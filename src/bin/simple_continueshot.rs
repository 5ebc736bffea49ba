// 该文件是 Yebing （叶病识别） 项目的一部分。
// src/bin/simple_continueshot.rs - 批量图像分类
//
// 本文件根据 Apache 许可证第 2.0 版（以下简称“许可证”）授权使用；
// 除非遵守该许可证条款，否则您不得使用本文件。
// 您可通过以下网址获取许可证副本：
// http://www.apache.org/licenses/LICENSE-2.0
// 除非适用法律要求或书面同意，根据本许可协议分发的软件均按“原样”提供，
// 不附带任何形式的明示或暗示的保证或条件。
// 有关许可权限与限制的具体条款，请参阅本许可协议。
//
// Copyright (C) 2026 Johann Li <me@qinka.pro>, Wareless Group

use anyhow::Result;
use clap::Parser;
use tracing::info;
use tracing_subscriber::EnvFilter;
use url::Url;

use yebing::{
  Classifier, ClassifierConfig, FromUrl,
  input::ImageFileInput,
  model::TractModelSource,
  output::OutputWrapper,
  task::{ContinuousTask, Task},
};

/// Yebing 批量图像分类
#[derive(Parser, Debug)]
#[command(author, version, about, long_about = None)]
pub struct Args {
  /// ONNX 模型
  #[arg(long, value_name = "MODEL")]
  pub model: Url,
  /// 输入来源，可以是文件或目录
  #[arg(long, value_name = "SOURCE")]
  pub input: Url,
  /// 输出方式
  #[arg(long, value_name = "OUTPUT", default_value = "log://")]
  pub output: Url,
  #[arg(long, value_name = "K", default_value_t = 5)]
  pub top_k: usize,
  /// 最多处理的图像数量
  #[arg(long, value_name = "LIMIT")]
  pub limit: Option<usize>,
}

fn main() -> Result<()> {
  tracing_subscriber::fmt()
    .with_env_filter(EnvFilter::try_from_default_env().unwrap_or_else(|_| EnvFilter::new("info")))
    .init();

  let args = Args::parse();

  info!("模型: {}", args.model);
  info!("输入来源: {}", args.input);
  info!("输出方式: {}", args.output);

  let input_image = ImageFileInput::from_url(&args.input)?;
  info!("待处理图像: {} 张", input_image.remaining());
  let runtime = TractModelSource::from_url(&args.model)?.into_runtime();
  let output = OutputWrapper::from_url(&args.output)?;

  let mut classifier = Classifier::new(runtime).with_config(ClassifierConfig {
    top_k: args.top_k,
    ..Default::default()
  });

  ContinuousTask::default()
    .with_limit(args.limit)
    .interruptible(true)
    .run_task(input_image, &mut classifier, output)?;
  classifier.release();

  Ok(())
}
---
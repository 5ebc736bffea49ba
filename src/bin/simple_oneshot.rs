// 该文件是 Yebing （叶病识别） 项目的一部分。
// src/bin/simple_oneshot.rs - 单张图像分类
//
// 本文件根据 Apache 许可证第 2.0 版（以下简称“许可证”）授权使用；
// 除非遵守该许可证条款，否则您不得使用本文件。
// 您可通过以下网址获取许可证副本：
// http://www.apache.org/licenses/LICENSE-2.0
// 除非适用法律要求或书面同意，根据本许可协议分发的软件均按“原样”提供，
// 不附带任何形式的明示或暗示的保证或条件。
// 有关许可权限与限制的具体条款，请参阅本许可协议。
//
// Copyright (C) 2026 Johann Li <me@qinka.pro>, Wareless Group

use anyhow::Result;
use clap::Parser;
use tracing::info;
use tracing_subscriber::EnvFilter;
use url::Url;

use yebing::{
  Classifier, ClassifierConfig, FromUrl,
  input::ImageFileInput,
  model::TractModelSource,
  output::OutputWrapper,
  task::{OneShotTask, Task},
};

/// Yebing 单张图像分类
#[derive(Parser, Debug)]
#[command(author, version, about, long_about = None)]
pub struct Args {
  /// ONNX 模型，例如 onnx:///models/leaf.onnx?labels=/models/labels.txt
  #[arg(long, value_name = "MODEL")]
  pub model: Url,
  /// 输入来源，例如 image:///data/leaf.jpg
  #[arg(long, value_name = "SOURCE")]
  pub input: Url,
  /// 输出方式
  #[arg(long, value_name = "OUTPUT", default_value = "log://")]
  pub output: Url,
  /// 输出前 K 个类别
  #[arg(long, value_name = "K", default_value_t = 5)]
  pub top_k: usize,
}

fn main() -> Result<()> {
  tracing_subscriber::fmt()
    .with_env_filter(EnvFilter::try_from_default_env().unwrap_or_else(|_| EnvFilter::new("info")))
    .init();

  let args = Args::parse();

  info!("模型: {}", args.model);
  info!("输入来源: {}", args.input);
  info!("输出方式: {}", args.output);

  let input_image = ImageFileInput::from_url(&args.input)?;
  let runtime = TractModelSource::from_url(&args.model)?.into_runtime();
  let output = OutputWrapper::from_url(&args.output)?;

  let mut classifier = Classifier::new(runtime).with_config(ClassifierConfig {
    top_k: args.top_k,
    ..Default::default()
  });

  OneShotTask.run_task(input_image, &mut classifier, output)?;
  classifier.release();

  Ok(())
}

» **EXERCISE**: Out of the records above, pull the lines that include the word "leaf".

» **RESPONSE**:
  /// ONNX 模型，例如 onnx:///models/leaf.onnx?labels=/models/labels.txt
  /// 输入来源，例如 image:///data/leaf.jpg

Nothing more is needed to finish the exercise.